Elevation describes the vertical distance of a location above a fixed reference point. Understanding its effects on the human body is essential for human activities, including travel and health.
Understanding Elevation Measurement
Elevation is precisely defined as the height of a point on the Earth’s surface relative to a consistent reference level. The universally accepted benchmark for this measurement is mean sea level (MSL), which represents the average height of the ocean’s surface over a long period. This average accounts for variations caused by tides and waves, providing a stable baseline for global measurements.
Measuring elevation involves several methods, each with varying degrees of precision and application. Modern approaches frequently utilize Global Positioning Systems (GPS), which provide highly accurate three-dimensional positions. Additionally, altimeters, which measure atmospheric pressure changes, are commonly used.

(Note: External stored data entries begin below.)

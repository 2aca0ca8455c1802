//! Client error types

use fittrack_core::CoreError;
use thiserror::Error;

/// Client error types
#[derive(Debug, Error)]
pub enum ClientError {
    /// Network or request error
    #[error("Request failed: {0}")]
    Request(#[from] reqwest::Error),

    /// Server returned an error status
    #[error("Server error {status}: {message}")]
    ServerError { status: u16, message: String },

    /// Authentication failed
    #[error("Authentication failed: {0}")]
    AuthenticationFailed(String),

    /// Resource not found
    #[error("Resource not found: {0}")]
    NotFound(String),

    /// Bad request
    #[error("Bad request: {0}")]
    BadRequest(String),

    /// Forbidden
    #[error("Forbidden: {0}")]
    Forbidden(String),

    /// Serialization/deserialization error
    #[error("Serialization error: {0}")]
    Serialization(#[from] serde_json::Error),

    /// Invalid configuration
    #[error("Invalid configuration: {0}")]
    Configuration(String),

    /// Token storage failed
    #[error("Token storage error: {0}")]
    Storage(#[from] CoreError),

    /// Token refresh failed; carries the shared outcome of the refresh
    #[error("Token refresh failed: {0}")]
    Refresh(#[from] RefreshError),
}

impl ClientError {
    /// Create error from HTTP status code
    #[must_use]
    pub fn from_status(status: reqwest::StatusCode, message: String) -> Self {
        match status.as_u16() {
            400 => Self::BadRequest(message),
            401 => Self::AuthenticationFailed(message),
            403 => Self::Forbidden(message),
            404 => Self::NotFound(message),
            _ => Self::ServerError {
                status: status.as_u16(),
                message,
            },
        }
    }
}

/// Errors from the refresh path.
///
/// One refresh settles every request waiting on it, so this error fans out to
/// all of them; it is `Clone` for that reason, unlike [`ClientError`].
#[derive(Debug, Clone, PartialEq, Eq, Error)]
pub enum RefreshError {
    /// Refresh attempted with no stored refresh token
    #[error("no refresh token available")]
    NoRefreshToken,

    /// Network failure or unreadable response during refresh
    #[error("refresh request failed: {0}")]
    Transport(String),

    /// Refresh endpoint rejected the call
    #[error("refresh rejected with status {status}: {message}")]
    Server { status: u16, message: String },

    /// Token storage failed while reading or writing credentials
    #[error("token storage failed: {0}")]
    Storage(String),

    /// The refresh worker task is no longer running
    #[error("refresh worker is gone")]
    Canceled,
}
//! Trainings API client methods

use super::{ApiClient, error::ClientError};
use crate::types::{ExerciseSet, SortBy, SortOrder, Training, TrainingDetails, TrainingRequest};
use reqwest::Method;
use serde_json::json;

impl ApiClient {
    /// Page through a user's trainings in the given order (the backend
    /// returns five per page)
    pub async fn list_trainings(
        &self,
        user_id: i64,
        sort_by: SortBy,
        order: SortOrder,
        offset: u32,
    ) -> Result<Vec<Training>, ClientError> {
        let req = self
            .request(Method::GET, &format!("/trainings/fetch/sorted/{user_id}"))
            .await?
            .query(&[("sort_by", sort_by.as_str()), ("order", order.as_str())])
            .query(&[("offset", offset)]);

        // The backend answers `null` rather than `[]` when nothing matches
        let trainings: Option<Vec<Training>> = self.execute(req).await?;
        Ok(trainings.unwrap_or_default())
    }

    /// Search a user's trainings by name fragment
    pub async fn search_trainings(
        &self,
        user_id: i64,
        characters: &str,
    ) -> Result<Vec<Training>, ClientError> {
        let req = self
            .request(Method::GET, "/trainings/fetch/search")
            .await?
            .query(&[("characters", characters)])
            .query(&[("user_id", user_id)]);

        let trainings: Option<Vec<Training>> = self.execute(req).await?;
        Ok(trainings.unwrap_or_default())
    }

    /// Fetch one training with its exercise sets
    pub async fn training_details(
        &self,
        training_id: i64,
    ) -> Result<TrainingDetails, ClientError> {
        let req = self
            .request(Method::GET, &format!("/trainings/details/{training_id}"))
            .await?;
        self.execute(req).await
    }

    /// Create a training together with its exercise sets
    pub async fn create_training(
        &self,
        user_id: i64,
        training: &TrainingRequest,
        sets: &[ExerciseSet],
    ) -> Result<(), ClientError> {
        let req = self
            .request(Method::POST, "/trainings/")
            .await?
            .query(&[("user_id", user_id)])
            .json(&json!({ "training": training, "sets": sets }));
        self.execute_empty(req).await
    }

    /// Replace a training's exercise sets. Sets without a `set_id` are
    /// created; stored sets missing from `sets` are deleted.
    pub async fn update_training(
        &self,
        training_id: i64,
        sets: &[ExerciseSet],
    ) -> Result<(), ClientError> {
        let req = self
            .request(Method::PUT, &format!("/trainings/update/{training_id}"))
            .await?
            .json(&sets);
        self.execute_empty(req).await
    }

    /// Delete one of a user's trainings
    pub async fn delete_training(
        &self,
        training_id: i64,
        user_id: i64,
    ) -> Result<(), ClientError> {
        let req = self
            .request(
                Method::DELETE,
                &format!("/trainings/delete/{training_id}"),
            )
            .await?
            .query(&[("user_id", user_id)]);
        self.execute_empty(req).await
    }
}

Classifying High Elevation
For the human body, elevation is categorized into specific ranges that indicate increasing physiological impact due to decreasing atmospheric pressure and oxygen availability. These classifications are widely used in medical and physiological contexts to assess potential health risks.
Moderate altitude typically spans from 1,500 to 2,500 meters (approximately 4,900 to 8,000 feet) above sea level. While many individuals experience minimal effects within this range, some might notice slight changes in breathing during physical exertion. Beyond this, high altitude is considered to be between 2,500 and 3,500 meters (around 8,000 to 11,500 feet). At these heights, physiological responses become more pronounced, and the body begins to adjust to the reduced oxygen.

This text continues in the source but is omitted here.